The day my parents picked me up from school early

“Somebody’s grandparents are here to pick them up!”

I was in third grade. My teacher was tall with short curly hair that was completely white. I loved her. She was one of the sweetest teachers I ever had. (Not like mean old Mrs. Stephens the next year!)

I was a miracle baby, an accident, unexpected, “the tumor baby.” My parents thought they were done with diapers. They were already in their thirties when I was born. And, when I was born NO ONE WAITED UNTIL THEIR THIRTIES to have kids. By the time I was in third grade, they had one child married and were only a year away from having their first grandchild.

So, I guess it makes sense that when they came to pick me up from school that day that another student thought I WAS the grandchild.

When my mother tells this story she always adds the detail that she “frosted her hair” back then. She seems to think that it was that one thing that made them seem so old to Little Timmy who felt the need to yell to the entire class,

“Somebody’s grandparents are here to pick them up!”

I don’t really remember the name of the kid who did that. I don’t remember knowing a Little Timmy at all, but it feels about right. I also don’t remember if my fear about my parents dying started that day or if it is just something I was born with. Like the birthmark on my arm, it feels like it has been with me forever.

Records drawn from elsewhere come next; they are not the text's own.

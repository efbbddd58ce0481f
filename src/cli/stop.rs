//! Stop command - signals the running responder

use super::start::{is_running, read_pid, PID_FILE};
use std::time::Duration;
use tracing::info;

const STOP_WAIT: Duration = Duration::from_secs(30);

pub async fn run() -> anyhow::Result<()> {
    let Some(pid) = read_pid().filter(|_| is_running()) else {
        println!("🔴 falco-responder is not running");
        let _ = std::fs::remove_file(PID_FILE);
        return Ok(());
    };

    info!("Stopping falco-responder (pid {})...", pid);
    // SIGINT takes the same path as Ctrl-C in the foreground
    if unsafe { libc::kill(pid, libc::SIGINT) } != 0 {
        anyhow::bail!("failed to signal pid {}: {}", pid, std::io::Error::last_os_error());
    }

    let deadline = tokio::time::Instant::now() + STOP_WAIT;
    while is_running() {
        if tokio::time::Instant::now() >= deadline {
            println!("⚠️  falco-responder did not exit within {}s", STOP_WAIT.as_secs());
            return Ok(());
        }
        tokio::time::sleep(Duration::from_millis(200)).await;
    }

    println!("✅ falco-responder stopped");
    Ok(())
}
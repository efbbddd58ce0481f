//! falco-responder - automated security response daemon
//!
//! Turns analyzed security findings into safe response commands and runs
//! them under an approval policy.

use clap::{Parser, Subcommand};
use falco_responder::agent::AgentMode;
use std::path::PathBuf;
use tracing::{info, Level};
use tracing_subscriber::{EnvFilter, FmtSubscriber};

mod cli;

/// Log filter override, e.g. `RESPONDER_LOG=falco_responder::engine=trace`
const LOG_ENV: &str = "RESPONDER_LOG";

/// falco-responder - Security Response Orchestrator
#[derive(Parser)]
#[command(name = "falco-responder")]
#[command(author, version, about, long_about = None)]
struct Cli {
    /// Enable verbose logging
    #[arg(short, long, action = clap::ArgAction::Count)]
    verbose: u8,

    #[command(subcommand)]
    command: Commands,
}

#[derive(Subcommand)]
enum Commands {
    /// Run the responder in the foreground
    Start {
        /// Config file (defaults to ~/.falco-responder/config.yaml)
        #[arg(short, long)]
        config: Option<PathBuf>,
        /// JSON-lines file of findings to replay (stdin when omitted)
        #[arg(short, long)]
        findings: Option<PathBuf>,
        /// Simulate command execution
        #[arg(long)]
        dry_run: bool,
        /// Agent mode: passive, semi_auto, auto, learning
        #[arg(short, long)]
        mode: Option<AgentMode>,
    },

    /// Stop the running responder
    Stop,

    /// Show responder status
    Status {
        #[arg(short, long)]
        config: Option<PathBuf>,
    },

    /// Show recent audit entries from the store
    Audit {
        #[arg(short, long)]
        config: Option<PathBuf>,
        /// Number of entries to show
        #[arg(short = 'n', long, default_value = "20")]
        limit: usize,
        /// Re-verify the stored hash chains
        #[arg(long)]
        verify: bool,
    },

    /// Map a finding file (YAML or JSON) to response commands
    Map {
        /// Finding file
        file: PathBuf,
        #[arg(short, long)]
        config: Option<PathBuf>,
        /// Map as if the caller requested automatic execution
        #[arg(long)]
        auto_execute: bool,
        /// Print the commands as JSON
        #[arg(long)]
        json: bool,
    },

    /// Run the safety checker on a command line
    Check {
        /// Command to check
        command: String,
    },

    /// List the command template catalog
    Templates,
}

#[tokio::main]
async fn main() -> anyhow::Result<()> {
    let cli = Cli::parse();

    // Setup logging
    let level = match cli.verbose {
        0 => Level::INFO,
        1 => Level::DEBUG,
        _ => Level::TRACE,
    };

    match std::env::var(LOG_ENV) {
        Ok(filter) => {
            let subscriber = FmtSubscriber::builder()
                .with_env_filter(EnvFilter::new(filter))
                .with_target(false)
                .finish();
            tracing::subscriber::set_global_default(subscriber)?;
        }
        Err(_) => {
            let subscriber = FmtSubscriber::builder()
                .with_max_level(level)
                .with_target(false)
                .finish();
            tracing::subscriber::set_global_default(subscriber)?;
        }
    }

    match cli.command {
        Commands::Start {
            config,
            findings,
            dry_run,
            mode,
        } => {
            info!("🛡️ Starting falco-responder...");
            cli::start::run(cli::start::StartOptions {
                config,
                findings,
                dry_run,
                mode,
            })
            .await?;
        }
        Commands::Stop => {
            cli::stop::run().await?;
        }
        Commands::Status { config } => {
            cli::status::run(config.as_deref()).await?;
        }
        Commands::Audit { config, limit, verify } => {
            cli::status::audit(config.as_deref(), limit, verify).await?;
        }
        Commands::Map {
            file,
            config,
            auto_execute,
            json,
        } => {
            cli::map::run(&file, config.as_deref(), auto_execute, json).await?;
        }
        Commands::Check { command } => {
            cli::check::run(&command)?;
        }
        Commands::Templates => {
            cli::templates::run();
        }
    }

    Ok(())
}
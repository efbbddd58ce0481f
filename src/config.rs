//! Layered settings: defaults, then YAML file, then `RESPONDER__*` env vars

use crate::agent::AgentConfig;
use crate::engine::EngineConfig;
use crate::mapper::MapperConfig;
use anyhow::{bail, Context};
use serde::{Deserialize, Serialize};
use std::path::{Path, PathBuf};

pub const ENV_PREFIX: &str = "RESPONDER";
const HOME_DIR: &str = ".falco-responder";

#[derive(Debug, Clone, Default, Serialize, Deserialize)]
#[serde(default)]
pub struct Settings {
    pub agent: AgentConfig,
    pub engine: EngineConfig,
    pub mapper: MapperConfig,
    pub alerts: AlertConfig,
    pub audit: AuditConfig,
}

#[derive(Debug, Clone, Default, Serialize, Deserialize)]
#[serde(default)]
pub struct AlertConfig {
    pub telegram: Option<TelegramConfig>,
    pub slack: Option<SlackConfig>,
    pub discord: Option<DiscordConfig>,
}

impl AlertConfig {
    pub fn is_empty(&self) -> bool {
        self.telegram.is_none() && self.slack.is_none() && self.discord.is_none()
    }
}

#[derive(Debug, Clone, Serialize, Deserialize)]
pub struct TelegramConfig {
    pub bot_token: String,
    pub chat_id: String,
}

#[derive(Debug, Clone, Serialize, Deserialize)]
pub struct SlackConfig {
    pub webhook_url: String,
}

#[derive(Debug, Clone, Serialize, Deserialize)]
pub struct DiscordConfig {
    pub webhook_url: String,
}

/// Persistent audit and decision store
#[derive(Debug, Clone, Serialize, Deserialize)]
pub struct AuditConfig {
    #[serde(default = "default_audit_enabled")]
    pub enabled: bool,
    #[serde(default = "default_db_path")]
    pub db_path: String,
    #[serde(default = "default_retention_days")]
    pub retention_days: u32,
}

fn default_audit_enabled() -> bool {
    true
}
fn default_db_path() -> String {
    format!("~/{}/responder.db", HOME_DIR)
}
fn default_retention_days() -> u32 {
    90
}

impl Default for AuditConfig {
    fn default() -> Self {
        Self {
            enabled: default_audit_enabled(),
            db_path: default_db_path(),
            retention_days: default_retention_days(),
        }
    }
}

impl AuditConfig {
    pub fn resolved_db_path(&self) -> PathBuf {
        expand_home(&self.db_path)
    }
}

/// `~/.falco-responder/config.yaml`
pub fn default_config_path() -> PathBuf {
    dirs::home_dir().unwrap_or_default().join(HOME_DIR).join("config.yaml")
}

pub fn expand_home(path: &str) -> PathBuf {
    match path.strip_prefix("~/") {
        Some(rest) => dirs::home_dir().unwrap_or_default().join(rest),
        None => PathBuf::from(path),
    }
}

impl Settings {
    /// Load settings. An explicit `path` must exist; the default path is optional.
    pub fn load(path: Option<&Path>) -> anyhow::Result<Self> {
        let (file, required) = match path {
            Some(p) => (p.to_path_buf(), true),
            None => (default_config_path(), false),
        };

        let settings: Settings = config::Config::builder()
            .add_source(config::File::from(file.as_path()).format(config::FileFormat::Yaml).required(required))
            .add_source(
                config::Environment::with_prefix(ENV_PREFIX)
                    .separator("__")
                    .try_parsing(true),
            )
            .build()
            .with_context(|| format!("failed to load config from {}", file.display()))?
            .try_deserialize()
            .context("invalid configuration")?;

        settings.validate()?;
        Ok(settings)
    }

    pub fn validate(&self) -> anyhow::Result<()> {
        let unit = |name: &str, v: f64| -> anyhow::Result<()> {
            if !(0.0..=1.0).contains(&v) {
                bail!("{} must be within [0, 1], got {}", name, v);
            }
            Ok(())
        };
        unit("agent.decision_threshold", self.agent.decision_threshold)?;
        unit("agent.auto_execute_threshold", self.agent.auto_execute_threshold)?;
        if self.engine.max_concurrent == 0 {
            bail!("engine.max_concurrent must be at least 1");
        }
        if self.agent.queue_capacity == 0 {
            bail!("agent.queue_capacity must be at least 1");
        }
        if self.mapper.max_commands == 0 {
            bail!("mapper.max_commands must be at least 1");
        }
        Ok(())
    }
}

#[cfg(test)]
mod tests {
    use super::*;
    use std::io::Write;

    #[test]
    fn test_yaml_overrides_defaults() {
        let mut file = tempfile::Builder::new().suffix(".yaml").tempfile().unwrap();
        writeln!(
            file,
            "agent:\n  mode: auto\n  risk_tolerance: high\nengine:\n  dry_run: true\n  max_concurrent: 2\nalerts:\n  slack:\n    webhook_url: https://hooks.example/x"
        )
        .unwrap();

        let settings = Settings::load(Some(file.path())).unwrap();
        assert_eq!(settings.agent.mode, crate::agent::AgentMode::Auto);
        assert_eq!(settings.agent.risk_tolerance, crate::agent::policy::RiskTolerance::High);
        assert!(settings.engine.dry_run);
        assert_eq!(settings.engine.max_concurrent, 2);
        // untouched fields keep their defaults
        assert_eq!(settings.engine.cancel_grace_secs, 5);
        assert_eq!(settings.mapper.max_commands, 10);
        assert!(settings.alerts.slack.is_some());
        assert!(settings.alerts.telegram.is_none());
    }

    #[test]
    fn test_explicit_missing_file_is_error() {
        assert!(Settings::load(Some(Path::new("/nonexistent/responder.yaml"))).is_err());
    }

    #[test]
    fn test_validation() {
        let mut settings = Settings::default();
        assert!(settings.validate().is_ok());
        settings.agent.decision_threshold = 1.5;
        assert!(settings.validate().is_err());
        settings.agent.decision_threshold = 0.7;
        settings.engine.max_concurrent = 0;
        assert!(settings.validate().is_err());
    }

    #[test]
    fn test_expand_home() {
        assert_eq!(expand_home("/var/lib/x.db"), PathBuf::from("/var/lib/x.db"));
        assert!(expand_home("~/x.db").ends_with("x.db"));
        assert!(AuditConfig::default().resolved_db_path().ends_with(".falco-responder/responder.db"));
    }
}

Are all children afraid their parents will die? I imagine it happens to all of us at some point, but my little brain took it too far. That is probably why it so easily created a dream about my parents dying to tell Mom when I was scared so that she would feel sorry for me and let me climb into the bed with them to sleep. There was no such dream. I had not been to sleep.

My father smoked. He grew up in the fifties. Everyone smoked. Here is the funny thing, though. My mother hated it. She ended up going out with my dad BECAUSE he was the only teenager around who DID NOT smoke. Not too long into their marriage, Dad got pneumonia. It was so bad that he had to be hospitalized. He was around 20 years old. He had a terrible cough — because he had pneumonia. There was an old man in the bed next to him. Back then there were several people in the same room. The old man said,

“You know what will cure that cough, son? A cigarette.”

AND HE GAVE HIM A CIGARETTE! And, Dad smoked it. Probably right there in the hospital room! If I was in a Shakespearean play, I would have to say, “A pox upon his whole house!”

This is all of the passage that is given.